▸ The problem
The data follows. Retype every entry exactly.

(Stored data)
%%
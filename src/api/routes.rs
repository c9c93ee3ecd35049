//! API Routes
//!
//! Configures the Axum router with all ledger endpoints.

use axum::{
    routing::{delete, get, put},
    Router,
};
use tower_http::{
    cors::{Any, CorsLayer},
    trace::TraceLayer,
};

use super::handlers::{
    add_trade_handler, balances_handler, clear_cache_handler, health_handler, history_handler,
    set_ttl_handler, stats_handler, trades_handler, version_handler, AppState,
};

/// Creates the main router with all endpoints configured.
///
/// # Endpoints
/// - `GET /balances` - Net holdings per asset
/// - `GET /trades` - Trades, `?location=` filters
/// - `POST /trades` - Record a trade
/// - `GET /history` - USD value per location
/// - `GET /version` - Version check
/// - `PUT /cache/ttl` - Change the cache TTL
/// - `DELETE /cache` - Drop every cached result
/// - `GET /stats` - Cache statistics
/// - `GET /health` - Health check endpoint
///
/// Every cached read accepts `?ignore_cache=true`.
pub fn create_router(state: AppState) -> Router {
    // Configure CORS middleware
    let cors = CorsLayer::new()
        .allow_origin(Any)
        .allow_methods(Any)
        .allow_headers(Any);

    Router::new()
        .route("/balances", get(balances_handler))
        .route("/trades", get(trades_handler).post(add_trade_handler))
        .route("/history", get(history_handler))
        .route("/version", get(version_handler))
        .route("/cache/ttl", put(set_ttl_handler))
        .route("/cache", delete(clear_cache_handler))
        .route("/stats", get(stats_handler))
        .route("/health", get(health_handler))
        .layer(cors)
        .layer(TraceLayer::new_for_http())
        .with_state(state)
}

#[cfg(test)]
mod tests {
    use super::*;
    use crate::ledger::Ledger;
    use axum::{
        body::Body,
        http::{Request, StatusCode},
    };
    use tower::util::ServiceExt;

    fn create_test_app() -> Router {
        create_router(AppState::new(Ledger::new(600)))
    }

    #[tokio::test]
    async fn test_health_endpoint() {
        let app = create_test_app();

        let response = app
            .oneshot(
                Request::builder()
                    .uri("/health")
                    .body(Body::empty())
                    .unwrap(),
            )
            .await
            .unwrap();

        assert_eq!(response.status(), StatusCode::OK);
    }

    #[tokio::test]
    async fn test_balances_endpoint() {
        let app = create_test_app();

        let response = app
            .oneshot(
                Request::builder()
                    .uri("/balances?ignore_cache=true")
                    .body(Body::empty())
                    .unwrap(),
            )
            .await
            .unwrap();

        assert_eq!(response.status(), StatusCode::OK);
    }

    #[tokio::test]
    async fn test_trades_unknown_location() {
        let app = create_test_app();

        let response = app
            .oneshot(
                Request::builder()
                    .uri("/trades?location=mtgox")
                    .body(Body::empty())
                    .unwrap(),
            )
            .await
            .unwrap();

        assert_eq!(response.status(), StatusCode::BAD_REQUEST);
    }
}
//! ChronoFlow core — shared types, configuration and trait seams.
//!
//! Everything downstream crates agree on lives here: the rule model,
//! the typed event context, the error type, runtime configuration, and
//! the traits that external collaborators (rule store, token store,
//! remote tracker API) plug into.

pub mod config;
pub mod context;
pub mod error;
pub mod logging;
pub mod rule;
pub mod traits;

pub use config::ChronoflowConfig;
pub use context::EventContext;
pub use error::{ChronoflowError, Result};
pub use rule::{Action, Combinator, Condition, ConditionKind, Operator, Rule, Trigger};
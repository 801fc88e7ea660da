//! Error type shared across the workspace.

use thiserror::Error;

pub type Result<T> = std::result::Result<T, ChronoflowError>;

#[derive(Debug, Error)]
pub enum ChronoflowError {
    /// Remote API answered with a non-2xx status.
    #[error("tracker API returned status {status}: {body}")]
    Api {
        status: u16,
        /// Response body, truncated to 512 bytes.
        body: String,
        /// Parsed `Retry-After` header, if the response carried one.
        retry_after_ms: Option<u64>,
    },

    /// Request never produced a response (DNS, connect, timeout, ...).
    #[error("transport failure: {0}")]
    Transport(String),

    #[error("configuration error: {0}")]
    Config(String),

    #[error("invalid rule: {0}")]
    InvalidRule(String),

    #[error("invalid action: {0}")]
    InvalidAction(String),

    #[error("no installation token for workspace {0}")]
    MissingToken(String),

    #[error("rule store error: {0}")]
    Store(String),

    #[error("serialization error: {0}")]
    Serialization(#[from] serde_json::Error),

    #[error("{0}")]
    Internal(String),
}

impl ChronoflowError {
    /// Transient failures worth retrying: 429, 5xx, and transport errors.
    /// Every other API status is treated as fatal for the attempted call.
    pub fn is_retryable(&self) -> bool {
        match self {
            Self::Api { status, .. } => *status == 429 || *status >= 500,
            Self::Transport(_) => true,
            _ => false,
        }
    }

    /// Server-suggested retry delay, if any.
    pub fn retry_after_ms(&self) -> Option<u64> {
        match self {
            Self::Api { retry_after_ms, .. } => *retry_after_ms,
            _ => None,
        }
    }

    pub fn api(status: u16, body: impl Into<String>) -> Self {
        Self::Api {
            status,
            body: truncate_body(body.into()),
            retry_after_ms: None,
        }
    }
}

/// Keep API error bodies bounded so they stay loggable.
pub fn truncate_body(body: String) -> String {
    if body.len() <= 512 {
        body
    } else {
        let mut end = 512;
        while !body.is_char_boundary(end) {
            end -= 1;
        }
        body[..end].to_string()
    }
}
%%
▸ Response to the exercise
filename src/api/routes.rs
repository c9c93ee3ecd35049
//! API Routes
//!
//! Configures the Axum router with all ledger endpoints.

use axum::{
    routing::{delete, get, put},
    Router,
};
use tower_http::{
    cors::{Any, CorsLayer},
    trace::TraceLayer,
};

use super::handlers::{
    add_trade_handler, balances_handler, clear_cache_handler, health_handler, history_handler,
    set_ttl_handler, stats_handler, trades_handler, version_handler, AppState,
};

/// Creates the main router with all endpoints configured.
///
/// # Endpoints
/// - `GET /balances` - Net holdings per asset
/// - `GET /trades` - Trades, `?location=` filters
/// - `POST /trades` - Record a trade
/// - `GET /history` - USD value per location
/// - `GET /version` - Version check
/// - `PUT /cache/ttl` - Change the cache TTL
/// - `DELETE /cache` - Drop every cached result
/// - `GET /stats` - Cache statistics
/// - `GET /health` - Health check endpoint
///
/// Every cached read accepts `?ignore_cache=true`.
pub fn create_router(state: AppState) -> Router {
    // Configure CORS middleware
    let cors = CorsLayer::new()
        .allow_origin(Any)
        .allow_methods(Any)
        .allow_headers(Any);

    Router::new()
        .route("/balances", get(balances_handler))
        .route("/trades", get(trades_handler).post(add_trade_handler))
        .route("/history", get(history_handler))
        .route("/version", get(version_handler))
        .route("/cache/ttl", put(set_ttl_handler))
        .route("/cache", delete(clear_cache_handler))
        .route("/stats", get(stats_handler))
        .route("/health", get(health_handler))
        .layer(cors)
        .layer(TraceLayer::new_for_http())
        .with_state(state)
}

#[cfg(test)]
mod tests {
    use super::*;
    use crate::ledger::Ledger;
    use axum::{
        body::Body,
        http::{Request, StatusCode},
    };
    use tower::util::ServiceExt;

    fn create_test_app() -> Router {
        create_router(AppState::new(Ledger::new(600)))
    }

    #[tokio::test]
    async fn test_health_endpoint() {
        let app = create_test_app();

        let response = app
            .oneshot(
                Request::builder()
                    .uri("/health")
                    .body(Body::empty())
                    .unwrap(),
            )
            .await
            .unwrap();

        assert_eq!(response.status(), StatusCode::OK);
    }

    #[tokio::test]
    async fn test_balances_endpoint() {
        let app = create_test_app();

        let response = app
            .oneshot(
                Request::builder()
                    .uri("/balances?ignore_cache=true")
                    .body(Body::empty())
                    .unwrap(),
            )
            .await
            .unwrap();

        assert_eq!(response.status(), StatusCode::OK);
    }

    #[tokio::test]
    async fn test_trades_unknown_location() {
        let app = create_test_app();

        let response = app
            .oneshot(
                Request::builder()
                    .uri("/trades?location=mtgox")
                    .body(Body::empty())
                    .unwrap(),
            )
            .await
            .unwrap();

        assert_eq!(response.status(), StatusCode::BAD_REQUEST);
    }
}
//! ChronoFlow core — shared types, configuration and trait seams.
//!
//! Everything downstream crates agree on lives here: the rule model,
//! the typed event context, the error type, runtime configuration, and
//! the traits that external collaborators (rule store, token store,
//! remote tracker API) plug into.

pub mod config;
pub mod context;
pub mod error;
pub mod logging;
pub mod rule;
pub mod traits;

pub use config::ChronoflowConfig;
pub use context::EventContext;
pub use error::{ChronoflowError, Result};
pub use rule::{Action, Combinator, Condition, ConditionKind, Operator, Rule, Trigger};
repository 801fc88e7ea660da
//! Error type shared across the workspace.

use thiserror::Error;

pub type Result<T> = std::result::Result<T, ChronoflowError>;

#[derive(Debug, Error)]
pub enum ChronoflowError {
    /// Remote API answered with a non-2xx status.
    #[error("tracker API returned status {status}: {body}")]
    Api {
        status: u16,
        /// Response body, truncated to 512 bytes.
        body: String,
        /// Parsed `Retry-After` header, if the response carried one.
        retry_after_ms: Option<u64>,
    },

    /// Request never produced a response (DNS, connect, timeout, ...).
    #[error("transport failure: {0}")]
    Transport(String),

    #[error("configuration error: {0}")]
    Config(String),

    #[error("invalid rule: {0}")]
    InvalidRule(String),

    #[error("invalid action: {0}")]
    InvalidAction(String),

    #[error("no installation token for workspace {0}")]
    MissingToken(String),

    #[error("rule store error: {0}")]
    Store(String),

    #[error("serialization error: {0}")]
    Serialization(#[from] serde_json::Error),

    #[error("{0}")]
    Internal(String),
}

impl ChronoflowError {
    /// Transient failures worth retrying: 429, 5xx, and transport errors.
    /// Every other API status is treated as fatal for the attempted call.
    pub fn is_retryable(&self) -> bool {
        match self {
            Self::Api { status, .. } => *status == 429 || *status >= 500,
            Self::Transport(_) => true,
            _ => false,
        }
    }

    /// Server-suggested retry delay, if any.
    pub fn retry_after_ms(&self) -> Option<u64> {
        match self {
            Self::Api { retry_after_ms, .. } => *retry_after_ms,
            _ => None,
        }
    }

    pub fn api(status: u16, body: impl Into<String>) -> Self {
        Self::Api {
            status,
            body: truncate_body(body.into()),
            retry_after_ms: None,
        }
    }
}

/// Keep API error bodies bounded so they stay loggable.
pub fn truncate_body(body: String) -> String {
    if body.len() <= 512 {
        body
    } else {
        let mut end = 512;
        while !body.is_char_boundary(end) {
            end -= 1;
        }
        body[..end].to_string()
    }
}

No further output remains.